> **Task instructions**
Retype the data below, every word of it, exactly.
** Extracted records follows **
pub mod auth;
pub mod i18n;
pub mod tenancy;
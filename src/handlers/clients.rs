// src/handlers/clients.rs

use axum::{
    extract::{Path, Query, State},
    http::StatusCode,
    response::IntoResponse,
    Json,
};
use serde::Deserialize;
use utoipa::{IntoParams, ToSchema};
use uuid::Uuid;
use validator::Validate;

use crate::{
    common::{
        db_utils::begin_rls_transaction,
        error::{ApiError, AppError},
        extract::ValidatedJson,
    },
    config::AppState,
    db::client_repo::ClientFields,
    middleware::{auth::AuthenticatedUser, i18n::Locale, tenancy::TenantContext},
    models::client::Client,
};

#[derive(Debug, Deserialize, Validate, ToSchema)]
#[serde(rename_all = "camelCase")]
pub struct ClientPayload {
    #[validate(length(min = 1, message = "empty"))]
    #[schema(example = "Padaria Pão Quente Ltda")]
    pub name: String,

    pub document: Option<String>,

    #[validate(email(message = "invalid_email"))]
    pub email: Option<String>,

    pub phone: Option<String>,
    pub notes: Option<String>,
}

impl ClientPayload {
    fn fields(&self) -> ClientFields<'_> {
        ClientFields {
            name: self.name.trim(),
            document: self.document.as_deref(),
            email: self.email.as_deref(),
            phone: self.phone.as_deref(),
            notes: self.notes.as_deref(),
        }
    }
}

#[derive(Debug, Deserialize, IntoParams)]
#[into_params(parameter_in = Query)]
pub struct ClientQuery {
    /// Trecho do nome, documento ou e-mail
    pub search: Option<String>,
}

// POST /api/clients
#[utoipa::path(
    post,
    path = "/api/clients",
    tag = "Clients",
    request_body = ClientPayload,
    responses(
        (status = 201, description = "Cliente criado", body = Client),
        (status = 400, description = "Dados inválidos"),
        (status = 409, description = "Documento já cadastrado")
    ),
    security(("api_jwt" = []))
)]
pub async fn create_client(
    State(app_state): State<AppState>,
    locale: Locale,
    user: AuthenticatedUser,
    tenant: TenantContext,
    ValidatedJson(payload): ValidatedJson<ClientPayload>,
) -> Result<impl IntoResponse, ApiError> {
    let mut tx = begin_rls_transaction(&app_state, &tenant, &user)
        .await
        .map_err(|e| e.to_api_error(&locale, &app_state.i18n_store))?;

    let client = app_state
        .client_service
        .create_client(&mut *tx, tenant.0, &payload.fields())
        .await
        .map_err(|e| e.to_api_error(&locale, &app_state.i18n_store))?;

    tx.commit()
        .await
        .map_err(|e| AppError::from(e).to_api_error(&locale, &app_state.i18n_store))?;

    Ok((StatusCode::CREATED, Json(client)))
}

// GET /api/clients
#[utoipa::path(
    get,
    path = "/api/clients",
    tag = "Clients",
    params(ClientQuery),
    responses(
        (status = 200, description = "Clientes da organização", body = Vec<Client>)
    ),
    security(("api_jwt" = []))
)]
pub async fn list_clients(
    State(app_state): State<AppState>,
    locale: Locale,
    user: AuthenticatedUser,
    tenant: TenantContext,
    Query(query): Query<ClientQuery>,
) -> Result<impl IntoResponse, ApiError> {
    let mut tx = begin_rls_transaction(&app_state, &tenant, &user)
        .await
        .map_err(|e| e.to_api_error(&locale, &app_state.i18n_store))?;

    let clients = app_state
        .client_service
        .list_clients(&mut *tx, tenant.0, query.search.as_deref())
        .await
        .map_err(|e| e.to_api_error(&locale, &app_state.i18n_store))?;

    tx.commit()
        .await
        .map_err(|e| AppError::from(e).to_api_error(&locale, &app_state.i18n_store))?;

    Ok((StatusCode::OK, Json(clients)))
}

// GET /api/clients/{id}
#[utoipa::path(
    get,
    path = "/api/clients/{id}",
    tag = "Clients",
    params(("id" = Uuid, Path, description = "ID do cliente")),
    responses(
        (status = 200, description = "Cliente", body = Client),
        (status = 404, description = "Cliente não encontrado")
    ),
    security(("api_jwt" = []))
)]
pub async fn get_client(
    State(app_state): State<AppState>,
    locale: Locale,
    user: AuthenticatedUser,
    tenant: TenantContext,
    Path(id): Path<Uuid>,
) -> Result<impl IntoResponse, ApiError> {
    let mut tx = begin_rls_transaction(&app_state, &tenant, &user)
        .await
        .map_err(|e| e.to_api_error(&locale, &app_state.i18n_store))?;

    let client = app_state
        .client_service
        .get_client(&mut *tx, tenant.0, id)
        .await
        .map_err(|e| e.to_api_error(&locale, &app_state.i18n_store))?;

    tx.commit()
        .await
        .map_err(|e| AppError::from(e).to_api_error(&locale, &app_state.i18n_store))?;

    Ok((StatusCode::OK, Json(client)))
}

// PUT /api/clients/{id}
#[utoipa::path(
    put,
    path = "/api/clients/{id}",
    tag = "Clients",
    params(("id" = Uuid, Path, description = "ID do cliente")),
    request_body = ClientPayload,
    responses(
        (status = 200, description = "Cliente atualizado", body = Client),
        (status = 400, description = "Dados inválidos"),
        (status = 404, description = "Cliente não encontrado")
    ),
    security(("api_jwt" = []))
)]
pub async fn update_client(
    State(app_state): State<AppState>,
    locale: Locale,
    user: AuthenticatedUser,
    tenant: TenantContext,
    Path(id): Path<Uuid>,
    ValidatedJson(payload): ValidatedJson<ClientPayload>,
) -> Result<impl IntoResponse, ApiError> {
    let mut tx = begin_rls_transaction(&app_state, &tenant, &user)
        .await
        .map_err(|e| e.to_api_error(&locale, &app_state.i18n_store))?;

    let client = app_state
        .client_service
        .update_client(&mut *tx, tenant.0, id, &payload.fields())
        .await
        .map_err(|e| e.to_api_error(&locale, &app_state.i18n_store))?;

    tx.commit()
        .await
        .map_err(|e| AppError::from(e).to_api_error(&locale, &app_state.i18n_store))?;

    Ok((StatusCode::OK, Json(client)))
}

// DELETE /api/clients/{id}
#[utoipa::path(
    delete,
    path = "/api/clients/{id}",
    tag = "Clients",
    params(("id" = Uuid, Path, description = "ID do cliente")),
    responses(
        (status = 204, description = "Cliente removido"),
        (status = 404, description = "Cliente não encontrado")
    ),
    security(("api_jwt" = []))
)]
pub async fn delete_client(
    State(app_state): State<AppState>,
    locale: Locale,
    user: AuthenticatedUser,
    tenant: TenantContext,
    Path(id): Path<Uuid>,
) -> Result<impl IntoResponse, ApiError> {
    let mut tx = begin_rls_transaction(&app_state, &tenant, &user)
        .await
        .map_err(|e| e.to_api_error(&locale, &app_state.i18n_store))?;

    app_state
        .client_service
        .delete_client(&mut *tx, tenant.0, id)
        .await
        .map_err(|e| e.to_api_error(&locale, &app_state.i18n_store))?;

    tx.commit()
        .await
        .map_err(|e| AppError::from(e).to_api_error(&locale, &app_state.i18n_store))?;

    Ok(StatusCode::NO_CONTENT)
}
** End of Extracted records **
> **Solution**
pub mod auth;
pub mod i18n;
pub mod tenancy;
filename src/handlers/clients.rs
// src/handlers/clients.rs

use axum::{
    extract::{Path, Query, State},
    http::StatusCode,
    response::IntoResponse,
    Json,
};
use serde::Deserialize;
use utoipa::{IntoParams, ToSchema};
use uuid::Uuid;
use validator::Validate;

use crate::{
    common::{
        db_utils::begin_rls_transaction,
        error::{ApiError, AppError},
        extract::ValidatedJson,
    },
    config::AppState,
    db::client_repo::ClientFields,
    middleware::{auth::AuthenticatedUser, i18n::Locale, tenancy::TenantContext},
    models::client::Client,
};

#[derive(Debug, Deserialize, Validate, ToSchema)]
#[serde(rename_all = "camelCase")]
pub struct ClientPayload {
    #[validate(length(min = 1, message = "empty"))]
    #[schema(example = "Padaria Pão Quente Ltda")]
    pub name: String,

    pub document: Option<String>,

    #[validate(email(message = "invalid_email"))]
    pub email: Option<String>,

    pub phone: Option<String>,
    pub notes: Option<String>,
}

impl ClientPayload {
    fn fields(&self) -> ClientFields<'_> {
        ClientFields {
            name: self.name.trim(),
            document: self.document.as_deref(),
            email: self.email.as_deref(),
            phone: self.phone.as_deref(),
            notes: self.notes.as_deref(),
        }
    }
}

#[derive(Debug, Deserialize, IntoParams)]
#[into_params(parameter_in = Query)]
pub struct ClientQuery {
    /// Trecho do nome, documento ou e-mail
    pub search: Option<String>,
}

// POST /api/clients
#[utoipa::path(
    post,
    path = "/api/clients",
    tag = "Clients",
    request_body = ClientPayload,
    responses(
        (status = 201, description = "Cliente criado", body = Client),
        (status = 400, description = "Dados inválidos"),
        (status = 409, description = "Documento já cadastrado")
    ),
    security(("api_jwt" = []))
)]
pub async fn create_client(
    State(app_state): State<AppState>,
    locale: Locale,
    user: AuthenticatedUser,
    tenant: TenantContext,
    ValidatedJson(payload): ValidatedJson<ClientPayload>,
) -> Result<impl IntoResponse, ApiError> {
    let mut tx = begin_rls_transaction(&app_state, &tenant, &user)
        .await
        .map_err(|e| e.to_api_error(&locale, &app_state.i18n_store))?;

    let client = app_state
        .client_service
        .create_client(&mut *tx, tenant.0, &payload.fields())
        .await
        .map_err(|e| e.to_api_error(&locale, &app_state.i18n_store))?;

    tx.commit()
        .await
        .map_err(|e| AppError::from(e).to_api_error(&locale, &app_state.i18n_store))?;

    Ok((StatusCode::CREATED, Json(client)))
}

// GET /api/clients
#[utoipa::path(
    get,
    path = "/api/clients",
    tag = "Clients",
    params(ClientQuery),
    responses(
        (status = 200, description = "Clientes da organização", body = Vec<Client>)
    ),
    security(("api_jwt" = []))
)]
pub async fn list_clients(
    State(app_state): State<AppState>,
    locale: Locale,
    user: AuthenticatedUser,
    tenant: TenantContext,
    Query(query): Query<ClientQuery>,
) -> Result<impl IntoResponse, ApiError> {
    let mut tx = begin_rls_transaction(&app_state, &tenant, &user)
        .await
        .map_err(|e| e.to_api_error(&locale, &app_state.i18n_store))?;

    let clients = app_state
        .client_service
        .list_clients(&mut *tx, tenant.0, query.search.as_deref())
        .await
        .map_err(|e| e.to_api_error(&locale, &app_state.i18n_store))?;

    tx.commit()
        .await
        .map_err(|e| AppError::from(e).to_api_error(&locale, &app_state.i18n_store))?;

    Ok((StatusCode::OK, Json(clients)))
}

// GET /api/clients/{id}
#[utoipa::path(
    get,
    path = "/api/clients/{id}",
    tag = "Clients",
    params(("id" = Uuid, Path, description = "ID do cliente")),
    responses(
        (status = 200, description = "Cliente", body = Client),
        (status = 404, description = "Cliente não encontrado")
    ),
    security(("api_jwt" = []))
)]
pub async fn get_client(
    State(app_state): State<AppState>,
    locale: Locale,
    user: AuthenticatedUser,
    tenant: TenantContext,
    Path(id): Path<Uuid>,
) -> Result<impl IntoResponse, ApiError> {
    let mut tx = begin_rls_transaction(&app_state, &tenant, &user)
        .await
        .map_err(|e| e.to_api_error(&locale, &app_state.i18n_store))?;

    let client = app_state
        .client_service
        .get_client(&mut *tx, tenant.0, id)
        .await
        .map_err(|e| e.to_api_error(&locale, &app_state.i18n_store))?;

    tx.commit()
        .await
        .map_err(|e| AppError::from(e).to_api_error(&locale, &app_state.i18n_store))?;

    Ok((StatusCode::OK, Json(client)))
}

// PUT /api/clients/{id}
#[utoipa::path(
    put,
    path = "/api/clients/{id}",
    tag = "Clients",
    params(("id" = Uuid, Path, description = "ID do cliente")),
    request_body = ClientPayload,
    responses(
        (status = 200, description = "Cliente atualizado", body = Client),
        (status = 400, description = "Dados inválidos"),
        (status = 404, description = "Cliente não encontrado")
    ),
    security(("api_jwt" = []))
)]
pub async fn update_client(
    State(app_state): State<AppState>,
    locale: Locale,
    user: AuthenticatedUser,
    tenant: TenantContext,
    Path(id): Path<Uuid>,
    ValidatedJson(payload): ValidatedJson<ClientPayload>,
) -> Result<impl IntoResponse, ApiError> {
    let mut tx = begin_rls_transaction(&app_state, &tenant, &user)
        .await
        .map_err(|e| e.to_api_error(&locale, &app_state.i18n_store))?;

    let client = app_state
        .client_service
        .update_client(&mut *tx, tenant.0, id, &payload.fields())
        .await
        .map_err(|e| e.to_api_error(&locale, &app_state.i18n_store))?;

    tx.commit()
        .await
        .map_err(|e| AppError::from(e).to_api_error(&locale, &app_state.i18n_store))?;

    Ok((StatusCode::OK, Json(client)))
}

// DELETE /api/clients/{id}
#[utoipa::path(
    delete,
    path = "/api/clients/{id}",
    tag = "Clients",
    params(("id" = Uuid, Path, description = "ID do cliente")),
    responses(
        (status = 204, description = "Cliente removido"),
        (status = 404, description = "Cliente não encontrado")
    ),
    security(("api_jwt" = []))
)]
pub async fn delete_client(
    State(app_state): State<AppState>,
    locale: Locale,
    user: AuthenticatedUser,
    tenant: TenantContext,
    Path(id): Path<Uuid>,
) -> Result<impl IntoResponse, ApiError> {
    let mut tx = begin_rls_transaction(&app_state, &tenant, &user)
        .await
        .map_err(|e| e.to_api_error(&locale, &app_state.i18n_store))?;

    app_state
        .client_service
        .delete_client(&mut *tx, tenant.0, id)
        .await
        .map_err(|e| e.to_api_error(&locale, &app_state.i18n_store))?;

    tx.commit()
        .await
        .map_err(|e| AppError::from(e).to_api_error(&locale, &app_state.i18n_store))?;

    Ok(StatusCode::NO_CONTENT)
}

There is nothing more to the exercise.